Moreover, actions taken thus far to reduce emissions have already had
negative consequences without improving our ability to adapt to climate
change. An emphasis on ethanol, for instance, has led to angry protests
against corn-price increases in Mexico, and forest clearing and habitat
destruction in Southeast Asia.

Carbon caps are likely to lead to increased prices, as well as
corruption associated with permit trading. (Enron was a leading lobbyist
for Kyoto because it had hoped to capitalize on emissions trading.) The
alleged solutions have more potential for catastrophe than the putative
problem. The conclusion of the late climate scientist Roger Revelle, Al
Gore's supposed mentor, is worth pondering: the evidence for global
warming thus far doesn't warrant any action unless it is justifiable on
grounds that have nothing to do with climate.

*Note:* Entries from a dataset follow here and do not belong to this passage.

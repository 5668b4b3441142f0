//! Retry orchestration.
//!
//! # Responsibilities
//! - Resolve the target, acquire a client and run the unit of work
//! - Classify every failure, whichever step raised it
//! - Retry transient failures with backoff until the budget is spent
//! - Re-resolve after each failure, discarding the endpoint just used
//!
//! # State Machine
//! ```text
//! Resolving → Acquiring → Invoking → Succeeded
//!     ↑           │           │
//!     │           └─────┬─────┘
//!     │                 ▼
//!     └── Retrying ← Classifying → TerminalFailure
//! ```
//!
//! # Design Decisions
//! - 503 from a backend is transient regardless of the route's classifier
//! - Validation failures and cancellation are never retried
//! - Retries of one request are strictly sequential

use std::future::Future;
use std::sync::Arc;
use std::time::Duration;

use tokio_util::sync::CancellationToken;

use crate::client::{ClientCache, ClientFactory};
use crate::error::{FailureKind, GatewayError, GatewayResult};
use crate::observability::metrics;
use crate::partition::ServiceTarget;
use crate::resilience::backoff::calculate_backoff;
use crate::resilience::{FailureClassifier, RetryDecision, RetrySettings};
use crate::resolver::{Endpoint, ServiceResolver};

enum State<C> {
    Resolving,
    Acquiring(Endpoint),
    Invoking(Endpoint, Arc<C>),
    Classifying {
        endpoint: Option<Endpoint>,
        failure: GatewayError,
    },
    Retrying {
        endpoint: Option<Endpoint>,
        delay: Duration,
    },
}

/// Runs units of work against a partitioned service with retries.
pub struct RetryingInvoker<F: ClientFactory> {
    resolver: Arc<dyn ServiceResolver>,
    cache: Arc<ClientCache<F>>,
    classifier: Arc<dyn FailureClassifier>,
    settings: RetrySettings,
}

impl<F: ClientFactory> RetryingInvoker<F> {
    pub fn new(
        resolver: Arc<dyn ServiceResolver>,
        cache: Arc<ClientCache<F>>,
        classifier: Arc<dyn FailureClassifier>,
        settings: RetrySettings,
    ) -> Self {
        Self {
            resolver,
            cache,
            classifier,
            settings,
        }
    }

    pub fn settings(&self) -> &RetrySettings {
        &self.settings
    }

    pub fn cache(&self) -> &Arc<ClientCache<F>> {
        &self.cache
    }

    /// Run `work` against a client for `target` until it succeeds, fails
    /// terminally, or `cancel` fires.
    pub async fn invoke<T, W, Fut>(
        &self,
        target: &ServiceTarget,
        cancel: &CancellationToken,
        mut work: W,
    ) -> GatewayResult<T>
    where
        W: FnMut(Arc<F::Client>) -> Fut,
        Fut: Future<Output = GatewayResult<T>>,
    {
        let mut state = State::Resolving;
        let mut previous: Option<Endpoint> = None;
        let mut retries: u32 = 0;

        loop {
            state = match state {
                State::Resolving => {
                    let resolved = tokio::select! {
                        biased;
                        _ = cancel.cancelled() => return Err(GatewayError::Cancelled),
                        resolved = self.resolver.resolve(target, previous.as_ref()) => resolved,
                    };
                    match resolved {
                        Ok(endpoint) => State::Acquiring(endpoint),
                        Err(failure) => {
                            metrics::record_resolution_failure(target.service_uri.as_str());
                            State::Classifying {
                                endpoint: None,
                                failure,
                            }
                        }
                    }
                }

                State::Acquiring(endpoint) => {
                    let acquired = tokio::select! {
                        biased;
                        _ = cancel.cancelled() => return Err(GatewayError::Cancelled),
                        acquired = self.cache.acquire(&endpoint) => acquired,
                    };
                    match acquired {
                        Ok(client) => State::Invoking(endpoint, client),
                        Err(failure) => State::Classifying {
                            endpoint: Some(endpoint),
                            failure,
                        },
                    }
                }

                State::Invoking(endpoint, client) => {
                    tracing::debug!(
                        target_service = %target,
                        endpoint = %endpoint,
                        attempt = retries + 1,
                        "Invoking backend"
                    );
                    let outcome = tokio::select! {
                        biased;
                        _ = cancel.cancelled() => return Err(GatewayError::Cancelled),
                        outcome = work(client) => outcome,
                    };
                    match outcome {
                        Ok(value) => return Ok(value),
                        Err(failure) => State::Classifying {
                            endpoint: Some(endpoint),
                            failure,
                        },
                    }
                }

                State::Classifying { endpoint, failure } => {
                    let kind = failure.kind();
                    if matches!(kind, FailureKind::Cancelled | FailureKind::Validation) {
                        return Err(failure);
                    }

                    let decision = match kind {
                        FailureKind::UpstreamUnavailable => RetryDecision::transient(&self.settings),
                        _ => self.classifier.classify(&failure, &self.settings),
                    };

                    if !decision.is_transient || retries >= decision.max_retry_count {
                        tracing::warn!(
                            target_service = %target,
                            endpoint = describe(&endpoint),
                            attempts = retries + 1,
                            transient = decision.is_transient,
                            kind = kind.as_str(),
                            error = %failure,
                            "Giving up on request"
                        );
                        return Err(failure);
                    }

                    tracing::info!(
                        target_service = %target,
                        endpoint = describe(&endpoint),
                        attempt = retries + 1,
                        kind = kind.as_str(),
                        error = %failure,
                        "Retrying request"
                    );
                    metrics::record_retry(target.service_uri.as_str(), kind.as_str());
                    State::Retrying {
                        endpoint,
                        delay: decision.retry_delay,
                    }
                }

                State::Retrying { endpoint, delay } => {
                    retries += 1;
                    if let Some(endpoint) = endpoint {
                        self.cache.invalidate(&endpoint);
                        previous = Some(endpoint);
                    }

                    let backoff = calculate_backoff(retries, delay, self.settings.max_retry_delay);
                    tokio::select! {
                        biased;
                        _ = cancel.cancelled() => return Err(GatewayError::Cancelled),
                        _ = tokio::time::sleep(backoff) => {}
                    }
                    State::Resolving
                }
            };
        }
    }
}

fn describe(endpoint: &Option<Endpoint>) -> &str {
    endpoint.as_ref().map(Endpoint::identity).unwrap_or("-")
}

impl<F: ClientFactory> std::fmt::Debug for RetryingInvoker<F> {
    fn fmt(&self, f: &mut std::fmt::Formatter<'_>) -> std::fmt::Result {
        f.debug_struct("RetryingInvoker")
            .field("resolver", &self.resolver)
            .field("classifier", &self.classifier)
            .field("settings", &self.settings)
            .finish()
    }
}
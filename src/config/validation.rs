//! Configuration validation.
//!
//! # Responsibilities
//! - Semantic validation (serde handles syntactic)
//! - Check referential integrity (routes reference configured services)
//! - Validate value ranges (timeouts > 0, addresses parse)
//! - Detect conflicting mounts and overlapping partitions
//!
//! # Design Decisions
//! - Returns all validation errors, not just first
//! - Validation is pure function: GatewayConfig → Result<(), Vec<ValidationError>>
//! - Runs before config is accepted into the system

use std::collections::HashSet;
use std::net::SocketAddr;

use axum::http::HeaderName;
use thiserror::Error;

use crate::config::schema::{
    GatewayConfig, PartitionConfig, PartitionKeyConfig, PartitionKindConfig, RouteConfig,
    ServiceConfig,
};
use crate::resolver::Endpoint;

/// A single semantic problem in the configuration.
#[derive(Debug, Clone, PartialEq, Eq, Error)]
#[error("{field}: {message}")]
pub struct ValidationError {
    pub field: String,
    pub message: String,
}

impl ValidationError {
    fn new(field: impl Into<String>, message: impl Into<String>) -> Self {
        Self {
            field: field.into(),
            message: message.into(),
        }
    }
}

/// Validate a parsed configuration, collecting every problem found.
pub fn validate_config(config: &GatewayConfig) -> Result<(), Vec<ValidationError>> {
    let mut errors = Vec::new();

    if config.listener.bind_address.parse::<SocketAddr>().is_err() {
        errors.push(ValidationError::new(
            "listener.bind_address",
            format!("{:?} is not a socket address", config.listener.bind_address),
        ));
    }

    let timeouts = &config.timeouts;
    for (field, value) in [
        ("timeouts.connect_secs", timeouts.connect_secs),
        ("timeouts.attempt_secs", timeouts.attempt_secs),
        ("timeouts.request_secs", timeouts.request_secs),
        ("timeouts.idle_secs", timeouts.idle_secs),
    ] {
        if value == 0 {
            errors.push(ValidationError::new(field, "must be greater than zero"));
        }
    }

    if config.limits.max_body_size == 0 {
        errors.push(ValidationError::new(
            "limits.max_body_size",
            "must be greater than zero",
        ));
    }

    if HeaderName::from_bytes(config.forwarding.path_base_header.as_bytes()).is_err() {
        errors.push(ValidationError::new(
            "forwarding.path_base_header",
            format!("{:?} is not a valid header name", config.forwarding.path_base_header),
        ));
    }

    if config.observability.metrics_enabled
        && config.observability.metrics_address.parse::<SocketAddr>().is_err()
    {
        errors.push(ValidationError::new(
            "observability.metrics_address",
            format!("{:?} is not a socket address", config.observability.metrics_address),
        ));
    }

    if config.routes.is_empty() {
        errors.push(ValidationError::new("routes", "at least one route is required"));
    }

    let known_services: HashSet<&str> = config
        .services
        .iter()
        .map(|service| service.service_uri.as_str())
        .collect();

    let mut route_names = HashSet::new();
    let mut mounts = HashSet::new();
    for (index, route) in config.routes.iter().enumerate() {
        let field = format!("routes[{index}]");
        if !route_names.insert(route.name.as_str()) {
            errors.push(ValidationError::new(
                format!("{field}.name"),
                format!("duplicate route name {:?}", route.name),
            ));
        }
        if !mounts.insert(route.mount_path.trim_end_matches('/')) {
            errors.push(ValidationError::new(
                format!("{field}.mount_path"),
                format!("mount path {:?} is used by another route", route.mount_path),
            ));
        }
        validate_route(&field, route, &known_services, &mut errors);
    }

    let mut service_uris = HashSet::new();
    for (index, service) in config.services.iter().enumerate() {
        let field = format!("services[{index}]");
        if !service_uris.insert(service.service_uri.as_str()) {
            errors.push(ValidationError::new(
                format!("{field}.service_uri"),
                format!("duplicate service {}", service.service_uri),
            ));
        }
        validate_service(&field, service, &mut errors);
    }

    if errors.is_empty() {
        Ok(())
    } else {
        Err(errors)
    }
}

fn validate_route(
    field: &str,
    route: &RouteConfig,
    known_services: &HashSet<&str>,
    errors: &mut Vec<ValidationError>,
) {
    if !route.mount_path.starts_with('/') {
        errors.push(ValidationError::new(
            format!("{field}.mount_path"),
            "must start with '/'",
        ));
    }

    if !route.relative_path.is_empty() && !route.relative_path.starts_with('/') {
        errors.push(ValidationError::new(
            format!("{field}.relative_path"),
            "must be empty or start with '/'",
        ));
    }
    if route.relative_path.contains(['?', '#']) {
        errors.push(ValidationError::new(
            format!("{field}.relative_path"),
            "must not contain a query or fragment",
        ));
    }

    if url::Url::parse(route.service_uri.as_str()).is_err() {
        errors.push(ValidationError::new(
            format!("{field}.service_uri"),
            format!("{} is not an absolute URI", route.service_uri),
        ));
    } else if !known_services.contains(route.service_uri.as_str()) {
        errors.push(ValidationError::new(
            format!("{field}.service_uri"),
            format!("service {} is not defined under [[services]]", route.service_uri),
        ));
    }

    if let PartitionKeyConfig::HeaderHash { header } = &route.partition_key {
        if HeaderName::from_bytes(header.as_bytes()).is_err() {
            errors.push(ValidationError::new(
                format!("{field}.partition_key.header"),
                format!("{header:?} is not a valid header name"),
            ));
        }
    }

    if route.retries.max_retry_delay_ms < route.retries.retry_delay_ms {
        errors.push(ValidationError::new(
            format!("{field}.retries.max_retry_delay_ms"),
            "must not be smaller than retry_delay_ms",
        ));
    }
}

fn validate_service(field: &str, service: &ServiceConfig, errors: &mut Vec<ValidationError>) {
    if service.partitions.is_empty() {
        errors.push(ValidationError::new(
            format!("{field}.partitions"),
            "at least one partition is required",
        ));
        return;
    }

    let singleton_count = service
        .partitions
        .iter()
        .filter(|p| p.kind == PartitionKindConfig::Singleton)
        .count();
    if singleton_count > 0 && service.partitions.len() > 1 {
        errors.push(ValidationError::new(
            format!("{field}.partitions"),
            "a singleton partition cannot be combined with other partitions",
        ));
    }

    let mut ranges: Vec<(i64, i64)> = Vec::new();
    let mut names = HashSet::new();
    for (index, partition) in service.partitions.iter().enumerate() {
        let field = format!("{field}.partitions[{index}]");
        match &partition.kind {
            PartitionKindConfig::Singleton => {}
            PartitionKindConfig::Int64Range { low, high } => {
                if low > high {
                    errors.push(ValidationError::new(
                        field.clone(),
                        format!("range low {low} is greater than high {high}"),
                    ));
                } else if ranges.iter().any(|(l, h)| low <= h && l <= high) {
                    errors.push(ValidationError::new(
                        field.clone(),
                        format!("range [{low}, {high}] overlaps another partition"),
                    ));
                } else {
                    ranges.push((*low, *high));
                }
            }
            PartitionKindConfig::Named { name } => {
                if !names.insert(name.as_str()) {
                    errors.push(ValidationError::new(
                        field.clone(),
                        format!("duplicate partition name {name:?}"),
                    ));
                }
            }
        }
        validate_partition(&field, partition, errors);
    }
}

fn validate_partition(field: &str, partition: &PartitionConfig, errors: &mut Vec<ValidationError>) {
    if partition.replicas.is_empty() {
        errors.push(ValidationError::new(
            format!("{field}.replicas"),
            "at least one replica is required",
        ));
    }

    for (index, replica) in partition.replicas.iter().enumerate() {
        if replica.endpoints.is_empty() {
            errors.push(ValidationError::new(
                format!("{field}.replicas[{index}].endpoints"),
                "at least one listener endpoint is required",
            ));
        }
        for (listener, address) in &replica.endpoints {
            if let Err(e) = Endpoint::parse(address) {
                errors.push(ValidationError::new(
                    format!("{field}.replicas[{index}].endpoints.{listener:?}"),
                    e.to_string(),
                ));
            }
        }
    }
}

#[cfg(test)]
mod tests {
    use super::*;
    use crate::config::loader::parse_config;

    const VALID: &str = r#"
        [[routes]]
        name = "values"
        mount_path = "/api/v1/values"
        relative_path = "/api/v1/values"
        service_uri = "fabric:/HttpGatewayApplication/HttpGatewayWebApi"
        partition_key = { kind = "first_segment_hash" }

        [[services]]
        service_uri = "fabric:/HttpGatewayApplication/HttpGatewayWebApi"

        [[services.partitions]]
        kind = "int64_range"
        low = -1000
        high = -1
        replicas = [{ role = "primary", endpoints = { "" = "http://10.0.0.5:8080/" } }]

        [[services.partitions]]
        kind = "int64_range"
        low = 0
        high = 1000
        replicas = [{ role = "primary", endpoints = { "" = "http://10.0.0.6:8080/" } }]
    "#;

    #[test]
    fn test_valid_config() {
        let config = parse_config(VALID).unwrap();
        assert!(validate_config(&config).is_ok());
    }

    #[test]
    fn test_empty_config_rejected() {
        let errors = validate_config(&GatewayConfig::default()).unwrap_err();
        assert!(errors.iter().any(|e| e.field == "routes"));
    }

    #[test]
    fn test_collects_all_errors() {
        let mut config = parse_config(VALID).unwrap();
        config.routes[0].relative_path = "api".into();
        config.routes[0].retries.max_retry_delay_ms = 10;
        config.timeouts.connect_secs = 0;
        config.services[0].partitions[1].kind = PartitionKindConfig::Int64Range { low: -5, high: 5 };

        let errors = validate_config(&config).unwrap_err();
        let fields: Vec<&str> = errors.iter().map(|e| e.field.as_str()).collect();
        assert!(fields.contains(&"routes[0].relative_path"));
        assert!(fields.contains(&"routes[0].retries.max_retry_delay_ms"));
        assert!(fields.contains(&"timeouts.connect_secs"));
        assert!(fields.contains(&"services[0].partitions[1]"));
    }

    #[test]
    fn test_unknown_service_rejected() {
        let mut config = parse_config(VALID).unwrap();
        config.routes[0].service_uri = crate::partition::ServiceUri::new("fabric:/Other/Svc");
        let errors = validate_config(&config).unwrap_err();
        assert!(errors
            .iter()
            .any(|e| e.field == "routes[0].service_uri" && e.message.contains("not defined")));
    }

    #[test]
    fn test_bad_endpoint_rejected() {
        let mut config = parse_config(VALID).unwrap();
        config.services[0].partitions[0].replicas[0]
            .endpoints
            .insert(String::new(), "not a url".into());
        let errors = validate_config(&config).unwrap_err();
        assert!(errors
            .iter()
            .any(|e| e.field.starts_with("services[0].partitions[0].replicas[0].endpoints")));
    }
}
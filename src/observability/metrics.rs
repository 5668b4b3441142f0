//! Metrics collection and exposition.
//!
//! # Responsibilities
//! - Define gateway metrics (requests, latency, retries, client churn)
//! - Expose Prometheus-compatible metrics endpoint
//!
//! # Metrics
//! - `gateway_requests_total` (counter): requests by route, method, status
//! - `gateway_request_duration_seconds` (histogram): end-to-end latency
//! - `gateway_retries_total` (counter): retries by service and failure kind
//! - `gateway_resolution_failures_total` (counter): resolver errors by service
//! - `gateway_client_builds_total` (counter): backend clients created
//! - `gateway_client_evictions_total` (counter): backend clients discarded
//!
//! # Design Decisions
//! - Recording goes through the `metrics` facade; without an installed
//!   recorder every call is a no-op
//! - Labels are low-cardinality: route name, service URI, status, kind

use std::net::SocketAddr;
use std::time::Instant;

use metrics_exporter_prometheus::PrometheusBuilder;

/// Install the Prometheus recorder and its scrape listener.
pub fn init_metrics(addr: SocketAddr) -> Result<(), metrics_exporter_prometheus::BuildError> {
    PrometheusBuilder::new().with_http_listener(addr).install()?;
    tracing::info!(address = %addr, "Metrics endpoint listening");
    Ok(())
}

/// Record a completed inbound request.
pub fn record_request(route: &str, method: &str, status: u16, start: Instant) {
    metrics::counter!(
        "gateway_requests_total",
        "route" => route.to_string(),
        "method" => method.to_string(),
        "status" => status.to_string()
    )
    .increment(1);
    metrics::histogram!(
        "gateway_request_duration_seconds",
        "route" => route.to_string(),
        "method" => method.to_string()
    )
    .record(start.elapsed().as_secs_f64());
}

/// Record one retry of a backend call.
pub fn record_retry(service: &str, kind: &'static str) {
    metrics::counter!(
        "gateway_retries_total",
        "service" => service.to_string(),
        "kind" => kind
    )
    .increment(1);
}

pub fn record_resolution_failure(service: &str) {
    metrics::counter!(
        "gateway_resolution_failures_total",
        "service" => service.to_string()
    )
    .increment(1);
}

pub fn record_client_build() {
    metrics::counter!("gateway_client_builds_total").increment(1);
}

pub fn record_client_eviction() {
    metrics::counter!("gateway_client_evictions_total").increment(1);
}
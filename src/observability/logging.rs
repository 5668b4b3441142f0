//! Structured logging.
//!
//! # Responsibilities
//! - Initialize logging subsystem
//! - Configure log level from config, overridable at runtime via `RUST_LOG`
//!
//! # Design Decisions
//! - Uses tracing crate for structured logging
//! - JSON format for production, pretty format for development
//! - Initialization is idempotent so tests and embedders can call it freely

use tracing_subscriber::{layer::SubscriberExt, util::SubscriberInitExt, EnvFilter};

use crate::config::{LogFormat, ObservabilityConfig};

/// Install the global tracing subscriber.
///
/// Returns false when a subscriber was already installed.
pub fn init_logging(config: &ObservabilityConfig) -> bool {
    let filter = EnvFilter::try_from_default_env().unwrap_or_else(|_| {
        EnvFilter::new(format!(
            "partition_gateway={level},tower_http={level}",
            level = config.log_level
        ))
    });

    let registry = tracing_subscriber::registry().with(filter);
    let result = match config.log_format {
        LogFormat::Pretty => registry.with(tracing_subscriber::fmt::layer()).try_init(),
        LogFormat::Json => registry
            .with(tracing_subscriber::fmt::layer().json())
            .try_init(),
    };
    result.is_ok()
}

Lindzen is the Alfred P. Sloan Professor of Meteorology at the
Massachusetts Institute of Technology. His research has always been
funded exclusively by the U.S. government. He receives no funding from
any energy companies.
© 2007 Newsweek, Inc.

URL: http://www.msnbc.msn.com/id/17997788/site/newsweek/
© 2007 MSNBC.com

*****Don't Cry Because It's Over, Smile Because It Happened*****

.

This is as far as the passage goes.